State v. Ashe

748 S.E.2d 610, 230 N.C. App. 38, 2013 WL 5458673, 2013 N.C. App. LEXIS 1017
CourtCourt of Appeals of North Carolina
DecidedOctober 1, 2013
DocketNo. COA13-298
StatusPublished
Cited by3 cases

This text of 748 S.E.2d 610 (State v. Ashe) is published on Counsel Stack Legal Research, covering Court of Appeals of North Carolina primary law. Counsel Stack provides free access to over 12 million legal documents including statutes, case law, regulations, and constitutions.

Bluebook
State v. Ashe, 748 S.E.2d 610, 230 N.C. App. 38, 2013 WL 5458673, 2013 N.C. App. LEXIS 1017 (N.C. Ct. App. 2013).

Opinion

STROUD, Judge.

Shannon Ashe (“defendant”) appeals from the judgment entered on 19 December 2012 after he was found guilty of assault inflicting serious injury on a person employed at a state detention facility and having attainted habitual felon status. For the following reasons, we order a new trial on both charges.

I. Background

On 25 June 2012, defendant was indicted for assault on a person employed at a state detention facility and having attained habitual felon status. Defendant pled not guilty and proceeded to jury trial in Harnett County on 15 October 2012. At trial, the State’s evidence tended to show the following:

[39]*39On 12 November 2011, Robert Roy was employed as a correctional officer with the North Carolina Department of Correction (now Department of Public Safety), assigned to the Harnett Correctional Institution (HCI) in Lillington. On that date, defendant was an inmate at HCI. Around 9:30 a.m., defendant was lifting weights at the weight pile in HCI’s “0 Yard.” As Mr. Roy was observing the inmates around the weight pile, defendant became aggressive toward Mr. Roy, balling his fist and loudly saying “the fucking police can’t tell me what to do, the fucking police can’t tell me to put my shirt down, and the fucking police can’t tell me to unwrap my pants.”

In response, Officer Roy ordered defendant to accompany him to the N dormitory. When they reached the entrance to the N dormitory, Officer Roy asked defendant for his identification card. Defendant gave Officer Roy his identification card and followed him inside the dormitory, toward the holding cell. When they approached the holding cell, Officer Roy told defendant that he was going to be handcuffed and placed in the holding cell until the sergeant could speak with him. Defendant responded that he did not want to be handcuffed or put in the holding cell.

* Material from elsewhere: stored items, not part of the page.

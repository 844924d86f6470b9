//! Permanent storage on Arweave through a Bundlr node, paid in SOL by the wallet.

use super::NftMetadata;
use crate::prelude::*;
use bundlr_sdk::{error::BundlrError, tags::Tag, Bundlr};
use bytes::Bytes;
use std::{
    collections::{HashMap, HashSet},
    path::Path,
    time::Duration,
};

pub struct BundlrSigner {
    keypair: Keypair,
}

impl BundlrSigner {
    pub fn new(keypair: Keypair) -> Self {
        Self { keypair }
    }
}

impl bundlr_sdk::Signer for BundlrSigner {
    // ed25519
    const SIG_TYPE: u16 = 2;
    const SIG_LENGTH: u16 = 64;
    const PUB_LENGTH: u16 = 32;

    fn sign(&self, msg: Bytes) -> Result<Bytes, BundlrError> {
        let sig = self.keypair.sign_message(&msg);
        Ok(<[u8; 64]>::from(sig).to_vec().into())
    }

    fn pub_key(&self) -> Bytes {
        self.keypair.pubkey().to_bytes().to_vec().into()
    }
}

#[derive(Deserialize)]
struct BundlrResponse {
    id: String,
}

pub fn arweave_url(id: &str) -> String {
    format!("https://arweave.net/{}", id)
}

fn is_remote(path: &str) -> bool {
    path.starts_with("http://") || path.starts_with("https://")
}

/// Already stored on Arweave, nothing to upload.
pub fn is_stored(path: &str) -> bool {
    path.starts_with("https://arweave.net/")
}

pub struct Uploader<'a> {
    ctx: &'a Context,
    node_url: String,
    cache: HashMap<String, String>,
    content_cache: HashMap<String, Bytes>,
}

impl<'a> Uploader<'a> {
    pub fn new(ctx: &'a Context) -> crate::Result<Self> {
        let network = ctx.network();
        let node_url = ctx
            .cfg
            .bundlr
            .node_url(network)
            .ok_or(crate::Error::BundlrNotAvailable(network))?;
        tracing::debug!("using bundlr node {}", node_url);

        Ok(Self {
            ctx,
            node_url,
            cache: HashMap::new(),
            content_cache: HashMap::new(),
        })
    }

    pub fn node_url(&self) -> &str {
        &self.node_url
    }

    /// Fund the node with enough to store `file_path`.
    pub async fn lazy_fund(&mut self, file_path: &str) -> crate::Result<()> {
        let needed_size = self.get_file_size(file_path).await? + 10_000;
        self.fund_size(needed_size).await
    }

    /// Fund the node with enough to store the metadata JSON and every file
    /// it references.
    pub async fn lazy_fund_metadata(&mut self, metadata: &NftMetadata) -> crate::Result<()> {
        let mut processed = HashSet::new();
        let metadata_size = serde_json::to_vec(metadata)?.len() as u64;

        let mut needed_size = metadata_size;
        for path in referenced_files(metadata) {
            if !is_stored(&path) && processed.insert(path.clone()) {
                needed_size += self.get_file_size(&path).await?;
            }
        }

        needed_size += 100_000; // tx_fee + some offset
        needed_size += metadata_size * 4 / 10; // metadata change offset

        self.fund_size(needed_size).await
    }

    async fn fund_size(&self, size: u64) -> crate::Result<()> {
        let needed_balance = self.get_price(size).await?;
        let needed_balance = needed_balance + needed_balance / 10;

        let current_balance = self.get_current_balance().await?;
        tracing::debug!(
            "bundlr balance {} lamports, needed {} for {} bytes",
            current_balance,
            needed_balance,
            size
        );

        if current_balance < needed_balance {
            self.fund(needed_balance - current_balance).await?;
        }

        Ok(())
    }

    async fn get_file(&mut self, path: &str) -> crate::Result<Bytes> {
        if let Some(content) = self.content_cache.get(path) {
            return Ok(content.clone());
        }
        let data: Bytes = if is_remote(path) {
            self.ctx.http.get(path).send().await?.bytes().await?
        } else {
            tokio::fs::read(path).await?.into()
        };
        self.content_cache.insert(path.to_owned(), data.clone());
        Ok(data)
    }

    async fn get_file_size(&mut self, path: &str) -> crate::Result<u64> {
        Ok(self.get_file(path).await?.len() as u64)
    }

    /// Price in lamports to store `size` bytes.
    pub async fn get_price(&self, size: u64) -> crate::Result<u64> {
        let resp = self
            .ctx
            .http
            .get(format!("{}/price/solana/{}", &self.node_url, size))
            .send()
            .await?;
        let text = resp.text().await?;
        text.trim()
            .parse::<u64>()
            .map_err(|_| crate::Error::BundlrApiInvalidResponse(text.clone()))
    }

    pub async fn get_current_balance(&self) -> crate::Result<u64> {
        #[serde_as]
        #[derive(Deserialize)]
        struct Resp {
            #[serde_as(as = "DisplayFromStr")]
            balance: u64,
        }

        let resp = self
            .ctx
            .http
            .get(format!(
                "{}/account/balance/solana/?address={}",
                &self.node_url,
                self.ctx.payer.pubkey()
            ))
            .send()
            .await?;

        if resp.status().is_success() {
            let resp = resp.json::<Resp>().await?;
            Ok(resp.balance)
        } else {
            let text = resp.text().await?;
            Err(crate::Error::BundlrApiInvalidResponse(text))
        }
    }

    /// Transfer `amount` lamports to the node and register the transaction.
    pub async fn fund(&self, amount: u64) -> crate::Result<Signature> {
        #[derive(Deserialize)]
        struct Addresses {
            solana: String,
        }

        #[derive(Deserialize)]
        struct Info {
            addresses: Addresses,
        }

        let resp = self
            .ctx
            .http
            .get(format!("{}/info", &self.node_url))
            .send()
            .await?;
        let info: Info = serde_json::from_str(&resp.text().await?)?;

        let recipient = info
            .addresses
            .solana
            .parse::<Pubkey>()
            .map_err(|_| crate::Error::BundlrApiInvalidResponse(info.addresses.solana.clone()))?;

        tracing::info!("funding bundlr with {} lamports", amount);
        let mut ins = self.ctx.instructions();
        ins.instructions.push(solana_sdk::system_instruction::transfer(
            &self.ctx.payer.pubkey(),
            &recipient,
            amount,
        ));
        let signature = self.ctx.execute(ins).await?;

        let resp = self
            .ctx
            .http
            .post(format!("{}/account/balance/solana", &self.node_url))
            .json(&serde_json::json!({
                "tx_id": signature.to_string(),
            }))
            .send()
            .await?;

        if !resp.status().is_success() {
            return Err(crate::Error::BundlrTxRegisterFailed(signature.to_string()));
        }

        Ok(signature)
    }

    /// Upload a local file or the content of a URL, returns its Arweave URL.
    pub async fn upload_file(&mut self, file_path: &str) -> crate::Result<String> {
        if let Some(url) = self.cache.get(file_path) {
            return Ok(url.clone());
        }

        let content_type = content_type(file_path)?;
        let data = self.get_file(file_path).await?;

        let url = self.upload(data, content_type).await?;
        tracing::info!("uploaded {} to {}", file_path, url);

        self.cache.insert(file_path.to_owned(), url.clone());

        Ok(url)
    }

    pub async fn upload(&self, data: Bytes, content_type: String) -> crate::Result<String> {
        let bundlr = Bundlr::new(
            self.node_url.clone(),
            "solana".to_string(),
            "sol".to_string(),
            BundlrSigner::new(self.ctx.payer()),
        );

        let (bundlr, tx) = tokio::task::spawn_blocking(move || {
            let tx = bundlr.create_transaction_with_tags(
                data.to_vec(),
                vec![Tag::new("Content-Type".into(), content_type)],
            );
            (bundlr, tx)
        })
        .await
        .map_err(|error| {
            crate::Error::custom(anyhow::anyhow!(
                "failed to create and sign bundlr transaction: {}",
                error
            ))
        })?;

        let timeout = Duration::from_secs(self.ctx.cfg.bundlr.timeout_secs);
        let resp = tokio::time::timeout(timeout, bundlr.send_transaction(tx))
            .await
            .map_err(|_| crate::Error::BundlrTimeout)??;
        let resp: BundlrResponse = serde_json::from_value(resp)?;

        Ok(arweave_url(&resp.id))
    }
}

/// Files uploaded along with the metadata: the image and `properties.files`.
fn referenced_files(metadata: &NftMetadata) -> Vec<String> {
    let mut files = vec![metadata.image.clone()];
    if let Some(properties_files) = metadata
        .properties
        .as_ref()
        .and_then(|p| p.files.as_ref())
    {
        files.extend(properties_files.iter().map(|f| f.uri.clone()));
    }
    files
}

pub fn content_type(path: &str) -> crate::Result<String> {
    let path = path.split(['?', '#']).next().unwrap_or(path);
    mime_guess::from_path(Path::new(path))
        .first()
        .map(|mime| mime.to_string())
        .ok_or(crate::Error::MimeTypeNotFound)
}

#[cfg(test)]
mod tests {
    use super::*;
    use crate::nft::{NftMetadataFile, NftMetadataProperties};
    use bundlr_sdk::Signer as _;
    use cluster_lib::{ClientConfig, SolanaNet};

    fn context(cluster: SolanaNet) -> Context {
        let mut cfg = ClientConfig::default();
        cfg.network.cluster = Some(cluster);
        Context::with_payer(cfg, Keypair::new())
    }

    #[test]
    fn test_content_type() {
        assert_eq!(content_type("./images/generug.png").unwrap(), "image/png");
        assert_eq!(content_type("metadata.json").unwrap(), "application/json");
        assert_eq!(
            content_type("https://example.com/a.jpg?size=2").unwrap(),
            "image/jpeg"
        );
        assert!(matches!(
            content_type("no_extension"),
            Err(crate::Error::MimeTypeNotFound)
        ));
    }

    #[test]
    fn test_node_url() {
        let ctx = context(SolanaNet::Devnet);
        let uploader = Uploader::new(&ctx).unwrap();
        assert_eq!(uploader.node_url(), "https://devnet.bundlr.network");

        let ctx = context(SolanaNet::Testnet);
        assert!(matches!(
            Uploader::new(&ctx),
            Err(crate::Error::BundlrNotAvailable(SolanaNet::Testnet))
        ));
    }

    #[test]
    fn test_signer() {
        let keypair = Keypair::new();
        let pubkey = keypair.pubkey();
        let signer = BundlrSigner::new(keypair);
        assert_eq!(signer.pub_key().as_ref(), pubkey.as_ref());

        let msg = Bytes::from_static(b"data item");
        let sig = signer.sign(msg.clone()).unwrap();
        assert_eq!(sig.len(), 64);
        let sig = Signature::try_from(sig.as_ref()).unwrap();
        assert!(sig.verify(pubkey.as_ref(), &msg));
    }

    #[test]
    fn test_referenced_files() {
        let metadata = NftMetadata {
            name: "Sore Rug".to_owned(),
            symbol: "SRR".to_owned(),
            description: String::new(),
            seller_fee_basis_points: 420,
            image: "generug.png".to_owned(),
            animation_url: None,
            external_url: None,
            attributes: vec![],
            properties: Some(NftMetadataProperties {
                files: Some(vec![NftMetadataFile {
                    uri: "generug.png".to_owned(),
                    kind: "image/png".to_owned(),
                }]),
                category: None,
            }),
            creators: None,
        };
        assert_eq!(referenced_files(&metadata), ["generug.png", "generug.png"]);
        assert!(is_stored(&arweave_url("abc")));
        assert!(!is_stored("generug.png"));
    }
}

As Officer Roy reached for defendant’s wrist to handcuff him, defendant punched him in the face and then repeatedly hit Officer Roy in the face and head. Other correctional officers responded and subdued defendant. Officer Roy bled profusely from the assault and suffered a concussion, a broken nose, and a number of cuts and bruises, including a ruptured blood vessel in his right eye.

The jury returned a verdict of guilty as to the lesser offense of assault inflicting physical injury on a person employed at a detention facility. The trial court then proceeded to the habitual felon portion of the trial. The jury deadlocked and the court declared a mistrial as to the habitual felon charge. On 19 October 2012, defendant was re-tried solely on the habitual felon issue and the second jury found that defendant had attained habitual felon status. The trial court then sentenced defendant to a term of 101-131 months imprisonment and ordered that he receive a mental health evaluation and treatment during his incarceration. Defendant gave notice of appeal in open court.

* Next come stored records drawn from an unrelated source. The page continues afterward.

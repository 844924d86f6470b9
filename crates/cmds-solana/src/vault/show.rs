use super::{VaultAccounts, VaultState, VAULT_STATE_ACCOUNT};
use crate::{prelude::*, utils::fetch_anchor_account};

const NAME: &str = "vault_show";

inventory::submit!(CommandDescription::new(
    NAME,
    "show a vault state and the balance of its SOL vault"
));

#[serde_as]
#[derive(Serialize, Deserialize, Debug)]
pub struct Input {
    #[serde_as(as = "DisplayFromStr")]
    pub vault_state: Pubkey,
}

#[serde_as]
#[derive(Serialize, Deserialize, Debug)]
pub struct Output {
    pub state: VaultState,
    #[serde_as(as = "DisplayFromStr")]
    pub vault_auth: Pubkey,
    #[serde_as(as = "DisplayFromStr")]
    pub vault: Pubkey,
    pub vault_lamports: u64,
}

pub async fn run(ctx: &Context, input: Input) -> Result<Output, CommandError> {
    let state: VaultState =
        fetch_anchor_account(&ctx.solana_client, &input.vault_state, VAULT_STATE_ACCOUNT).await?;
    let accounts = VaultAccounts::new(input.vault_state);
    let vault_lamports = ctx
        .solana_client
        .get_balance(&accounts.vault)
        .await
        .map_err(crate::Error::from)?;

    Ok(Output {
        state,
        vault_auth: accounts.vault_auth,
        vault: accounts.vault,
        vault_lamports,
    })
}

II. Defendant’s Competence to Stand Trial

Defendant first argues that the trial court erred when it failed to sua sponte order a hearing to evaluate defendant’s competence to stand trial at both the initial trial and at defendant’s habitual felon re-trial. [40]*40Defendant contends that the trial court’s failure to hold such a hearing was in violation of N.C. Gen. Stat. § 15A-1001, et seq., and his constitutional right to due process of law. We agree and order a new trial.

N.C. Gen. Stat. § 15A-1001 provides:

No person may be tried, convicted, sentenced, or punished for a crime when by reason of mental illness or defect he is unable to understand the nature and object of the proceedings against him, to comprehend his own situation in reference to the proceedings, or to assist in his defense in a rational or reasonable manner.

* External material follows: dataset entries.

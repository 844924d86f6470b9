use super::{find_vault, Escrow, ESCROW_ACCOUNT};
use crate::{prelude::*, utils::fetch_anchor_account};

const NAME: &str = "escrow_show";

inventory::submit!(CommandDescription::new(
    NAME,
    "show an escrow and the amount locked in its vault"
));

#[serde_as]
#[derive(Serialize, Deserialize, Debug)]
pub struct Input {
    #[serde_as(as = "DisplayFromStr")]
    pub escrow: Pubkey,
}

#[serde_as]
#[derive(Serialize, Deserialize, Debug)]
pub struct Output {
    pub state: Escrow,
    #[serde_as(as = "DisplayFromStr")]
    pub vault: Pubkey,
    /// `None` once the vault is closed.
    pub vault_amount: Option<String>,
}

pub async fn run(ctx: &Context, input: Input) -> Result<Output, CommandError> {
    let state: Escrow =
        fetch_anchor_account(&ctx.solana_client, &input.escrow, ESCROW_ACCOUNT).await?;
    let (vault, _) = find_vault(&input.escrow);
    let vault_amount = ctx
        .solana_client
        .get_token_account_balance(&vault)
        .await
        .ok()
        .map(|balance| balance.ui_amount_string);

    Ok(Output {
        state,
        vault,
        vault_amount,
    })
}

N.C. Gen. Stat. § 15A-1001(a) (2011). “The question of the capacity of the defendant to proceed may be raised at any time on motion by the prosecutor, the defendant, the defense counsel, or the court.” N.C. Gen. Stat. § 15A-1002(a)(2011).

In applying these statutory provisions, [our Supreme] Court has recognized that the trial court is only required to hold a hearing to determine the defendant’s capacity to proceed if the question is raised. Therefore, the statutory right to a competency hearing is waived by the failure to assert that right at trial.

State v. Badgett, 361 N.C. 234, 259, 644 S.E.2d 206, 221 (citations and quotation marks omitted), cert. denied, 552 U.S. 997, 169 L.Ed. 2d 351 (2007). Here, no one requested a hearing on his capacity to stand trial. Thus, defendant waived his statutory right to such a hearing.

Nevertheless, “ [i]t has long been accepted that a person whose mental condition is such that he lacks the capacity to understand the nature and object of the proceedings against him, to consult with counsel, and to assist in preparing his defense may not be subjected to a trial.” Drope v. Missouri, 420 U.S. 162, 171, 43 L.Ed. 2d 103, 112-13 (1975).

[Ujnder the Due Process Clause of the United States Constitution, a criminal defendant may not be tried unless he is competent. As a result, a trial court has a constitutional duty to institute, sua sponte, a competency hearing if there is substantial evidence before the court indicating that the accused may be mentally incompetent. In enforcing this constitutional right, the standard for competence to stand trial is whether the defendant has sufficient present ability to consult with his lawyer with a reasonable [41]*41degree of rational understanding and has a rational as well as factual understanding of the proceedings against him.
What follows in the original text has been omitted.